David Herbert Lawrence was born in Eastwood, Nottinghamshire, the son of an uneducated coal miner and a refined, well-educated mother forced by necessity to do manual work in a lace factory. He was educated at a local primary school from where he won a scholarship to Nottingham High School but left at the age of sixteen. Between 1902 and 1906 he worked as a pupil teacher at the British School in Eastwood, studying at the same time for a teaching certificate at Nottingham University College, an external college of London University.
In 1907 he won a short story competition in the Nottinghamshire Guardian. The following year he moved to London and taught at a school in Croydon and wrote his first novel, The White Peacock, in 1910. In that same year he was devastated by the death of his mother to whom he had been very close. Around that time he gave up teaching to concentrate on writing and his second novel, The Trespasser, was published in 1911.

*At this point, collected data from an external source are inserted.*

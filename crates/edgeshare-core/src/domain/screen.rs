//! The per-display screen model.
//!
//! A [`Screen`] is created only through [`Screen::new`], which enforces the
//! geometry invariants: the shape has a non-zero area, its far edges are
//! representable as `i32` coordinates, and the jump zone is narrow enough that
//! the cursor center lies strictly outside every jump zone.

use thiserror::Error;

use super::geometry::{Edge, ScreenShape};
use super::input::ModifierMask;

/// Geometry errors detected when a screen is configured.
#[derive(Debug, Error, PartialEq, Eq)]
pub enum ScreenError {
    /// Width or height is zero.
    #[error("screen {name:?} has a degenerate shape {width}x{height}")]
    DegenerateShape { name: String, width: u32, height: u32 },

    /// The right or bottom edge falls outside the `i32` coordinate space.
    #[error("screen {name:?} at ({x}, {y}) with size {width}x{height} overflows the coordinate space")]
    ShapeOutOfRange {
        name: String,
        x: i32,
        y: i32,
        width: u32,
        height: u32,
    },

    /// The jump zone would swallow the cursor center.
    #[error("screen {name:?}: jump zone of {zone}px must be less than half of {min_dimension}px")]
    JumpZoneTooLarge {
        name: String,
        zone: u32,
        min_dimension: u32,
    },
}

/// Checks the geometry invariants for a screen named `name`.
///
/// # Errors
///
/// - [`ScreenError::DegenerateShape`] for a zero-area shape.
/// - [`ScreenError::ShapeOutOfRange`] when `x + width` or `y + height` does
///   not fit in an `i32`.
/// - [`ScreenError::JumpZoneTooLarge`] when `2 * jump_zone` reaches the
///   smaller dimension.
pub fn validate_geometry(name: &str, shape: &ScreenShape, jump_zone: u32) -> Result<(), ScreenError> {
    if shape.is_degenerate() {
        return Err(ScreenError::DegenerateShape {
            name: name.to_string(),
            width: shape.width,
            height: shape.height,
        });
    }
    let fits = |origin: i32, extent: u32| {
        i32::try_from(extent)
            .ok()
            .and_then(|extent| origin.checked_add(extent))
            .is_some()
    };
    if !fits(shape.x, shape.width) || !fits(shape.y, shape.height) {
        return Err(ScreenError::ShapeOutOfRange {
            name: name.to_string(),
            x: shape.x,
            y: shape.y,
            width: shape.width,
            height: shape.height,
        });
    }
    let min_dimension = shape.width.min(shape.height);
    if jump_zone.saturating_mul(2) >= min_dimension {
        return Err(ScreenError::JumpZoneTooLarge {
            name: name.to_string(),
            zone: jump_zone,
            min_dimension,
        });
    }
    Ok(())
}

/// A display: identity, geometry, cursor, toggle state and lock flag.
#[derive(Debug, Clone, PartialEq, Eq)]
pub struct Screen {
    name: String,
    shape: ScreenShape,
    jump_zone: u32,
    cursor: (i32, i32),
    toggle_mask: ModifierMask,
    locked: bool,
}

impl Screen {
    /// Creates a validated screen with the cursor parked at its center.
    ///
    /// # Errors
    ///
    /// See [`validate_geometry`].
    pub fn new(name: impl Into<String>, shape: ScreenShape, jump_zone: u32) -> Result<Self, ScreenError> {
        let name = name.into();
        validate_geometry(&name, &shape, jump_zone)?;
        Ok(Self {
            cursor: shape.center(),
            name,
            shape,
            jump_zone,
            toggle_mask: ModifierMask::NONE,
            locked: false,
        })
    }

    pub fn name(&self) -> &str {
        &self.name
    }

    pub fn shape(&self) -> ScreenShape {
        self.shape
    }

    /// Replaces the shape (e.g. after a resolution change) and clamps the
    /// cursor into it.
    ///
    /// # Errors
    ///
    /// Leaves the screen untouched and returns the validation error if the new
    /// shape is inconsistent with the jump zone.
    pub fn set_shape(&mut self, shape: ScreenShape) -> Result<(), ScreenError> {
        validate_geometry(&self.name, &shape, self.jump_zone)?;
        self.shape = shape;
        self.cursor = shape.clamp(self.cursor.0, self.cursor.1);
        Ok(())
    }

    pub fn jump_zone(&self) -> u32 {
        self.jump_zone
    }

    pub fn cursor(&self) -> (i32, i32) {
        self.cursor
    }

    /// Moves the cursor, clamped into the shape.
    pub fn set_cursor(&mut self, x: i32, y: i32) {
        self.cursor = self.shape.clamp(x, y);
    }

    /// The reference point the primary parks its pointer on while a secondary
    /// is focused.  Always outside every jump zone.
    pub fn cursor_center(&self) -> (i32, i32) {
        self.shape.center()
    }

    /// Returns `true` if `(x, y)` is in the jump zone of `edge`.
    pub fn in_jump_zone(&self, edge: Edge, x: i32, y: i32) -> bool {
        self.shape.in_jump_zone(edge, x, y, self.jump_zone)
    }

    pub fn toggle_mask(&self) -> ModifierMask {
        self.toggle_mask
    }

    /// Stores only the toggle bits of `mask`.
    pub fn set_toggle_mask(&mut self, mask: ModifierMask) {
        self.toggle_mask = mask.toggles();
    }

    pub fn is_locked(&self) -> bool {
        self.locked
    }

    pub fn set_locked(&mut self, locked: bool) {
        self.locked = locked;
    }
}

In 1912 he eloped to Germany with Frieda Weekley, an aristocratic German lady who was married with three children to his former languages professor at Nottingham University College. After honeymooning in Munich they crossed the Alps on foot to Italy where he completed one of his best known works, Sons and Lovers. In 1914 Frieda obtained a divorce and they were married. A few years later they moved back to England and settled in Cornwall but, probably because of Frieda’s nationality, were forced to leave under suspicion of spying for the Germans. Ironically, Lawrence had been accused of spying for the British during his time in Germany. Thereafter they travelled to various parts of the world including France, Australia, Mexico, and the US, where he bought a ranch in Taos, New Mexico. After contracting malaria he moved again to Italy in 1925 where he wrote The Virgin and the Gypsy and the infamous Lady Chatterley’s Lover, which was published privately in France and Italy. An abridged version of this novel was published in the US in 1928, reissued by Penguin Books in 1946, and the unexpurgated version published in 1960, which came the subject of a famous trial. He died from tuberculosis in France in 1930.
Lawrence’s novels were considered by the standards of the time to be pornographic as they challenged conventional ideas about sex and relationships. With the passage of time and increasingly liberal views of morality, however, many of them have become classics and he is now regarded as one of the most influential writers of the 20th Century. Although it is for his novels that he is best known, he wrote several plays and many fine poems, including The Snake, Bavarian Gentians, A Winter’s Tale, The Ship of Death and Mating, all of which display earthiness, originality, and spontaneity. Lawrence also had a lifelong interest in painting, some with scenes that were considered too shocking for public consumption and were confiscated by the authorities. It could be said that his work was as unconventional as his life.